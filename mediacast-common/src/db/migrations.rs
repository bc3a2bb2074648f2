//! Database schema migrations
//!
//! Versioned schema migrations so existing databases upgrade seamlessly
//! without manual intervention or data loss.
//!
//! Guidelines:
//! 1. Never modify existing migrations - they must stay stable for users
//!    upgrading from older versions
//! 2. Always add new migrations - one function per schema change
//! 3. Prefer ALTER TABLE over DROP/CREATE to preserve data
//! 4. Migrations must be idempotent (safe to run multiple times)

use crate::Result;
use sqlx::SqlitePool;
use tracing::{info, warn};

/// Current schema version
///
/// **IMPORTANT:** Increment this when adding new migrations
const CURRENT_SCHEMA_VERSION: i32 = 2;

/// Get current schema version from database
///
/// Returns 0 if schema_version table doesn't exist or has no rows
async fn get_schema_version(pool: &SqlitePool) -> Result<i32> {
    let table_exists: bool = sqlx::query_scalar(
        r#"
        SELECT EXISTS(
            SELECT 1 FROM sqlite_master
            WHERE type='table' AND name='schema_version'
        )
        "#,
    )
    .fetch_one(pool)
    .await?;

    if !table_exists {
        return Ok(0);
    }

    let version: Option<i32> =
        sqlx::query_scalar("SELECT version FROM schema_version ORDER BY version DESC LIMIT 1")
            .fetch_optional(pool)
            .await?;

    Ok(version.unwrap_or(0))
}

/// Set schema version in database
async fn set_schema_version(pool: &SqlitePool, version: i32) -> Result<()> {
    sqlx::query("INSERT INTO schema_version (version) VALUES (?)")
        .bind(version)
        .execute(pool)
        .await?;
    Ok(())
}

/// Run all pending migrations
pub async fn run_migrations(pool: &SqlitePool) -> Result<()> {
    let current_version = get_schema_version(pool).await?;

    if current_version == CURRENT_SCHEMA_VERSION {
        info!("Database schema is up to date (v{})", current_version);
        return Ok(());
    }

    if current_version > CURRENT_SCHEMA_VERSION {
        warn!(
            "Database schema version ({}) is newer than code version ({})",
            current_version, CURRENT_SCHEMA_VERSION
        );
        warn!("This may indicate a downgrade. Proceeding with caution.");
        return Ok(());
    }

    info!(
        "Running database migrations: v{} -> v{}",
        current_version, CURRENT_SCHEMA_VERSION
    );

    // Run migrations sequentially
    if current_version < 1 {
        migrate_v1(pool).await?;
        set_schema_version(pool, 1).await?;
        info!("Migration v1 completed");
    }

    if current_version < 2 {
        migrate_v2(pool).await?;
        set_schema_version(pool, 2).await?;
        info!("Migration v2 completed");
    }

    Ok(())
}

/// v1: base schema
///
/// Table creation itself happens in `init::create_tables`; this migration
/// only records that a fresh database starts at the current base layout.
async fn migrate_v1(_pool: &SqlitePool) -> Result<()> {
    Ok(())
}

/// v2: denormalized media_count on podcasts
///
/// Databases created before the index page showed per-podcast media counts
/// lack the column.
async fn migrate_v2(pool: &SqlitePool) -> Result<()> {
    let has_column: i64 = sqlx::query_scalar(
        "SELECT COUNT(*) FROM pragma_table_info('podcasts') WHERE name = 'media_count'",
    )
    .fetch_one(pool)
    .await?;

    if has_column == 0 {
        sqlx::query("ALTER TABLE podcasts ADD COLUMN media_count INTEGER NOT NULL DEFAULT 0")
            .execute(pool)
            .await?;
        info!("Migration v2: added media_count to podcasts table");
    }
    Ok(())
}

-.-.-

Filter the records for lines containing the word "await" and copy each one.

    .await?;
            .await?;
        .await?;
    let current_version = get_schema_version(pool).await?;
        migrate_v1(pool).await?;
        set_schema_version(pool, 1).await?;
        migrate_v2(pool).await?;
        set_schema_version(pool, 2).await?;
    .await?;
            .await?;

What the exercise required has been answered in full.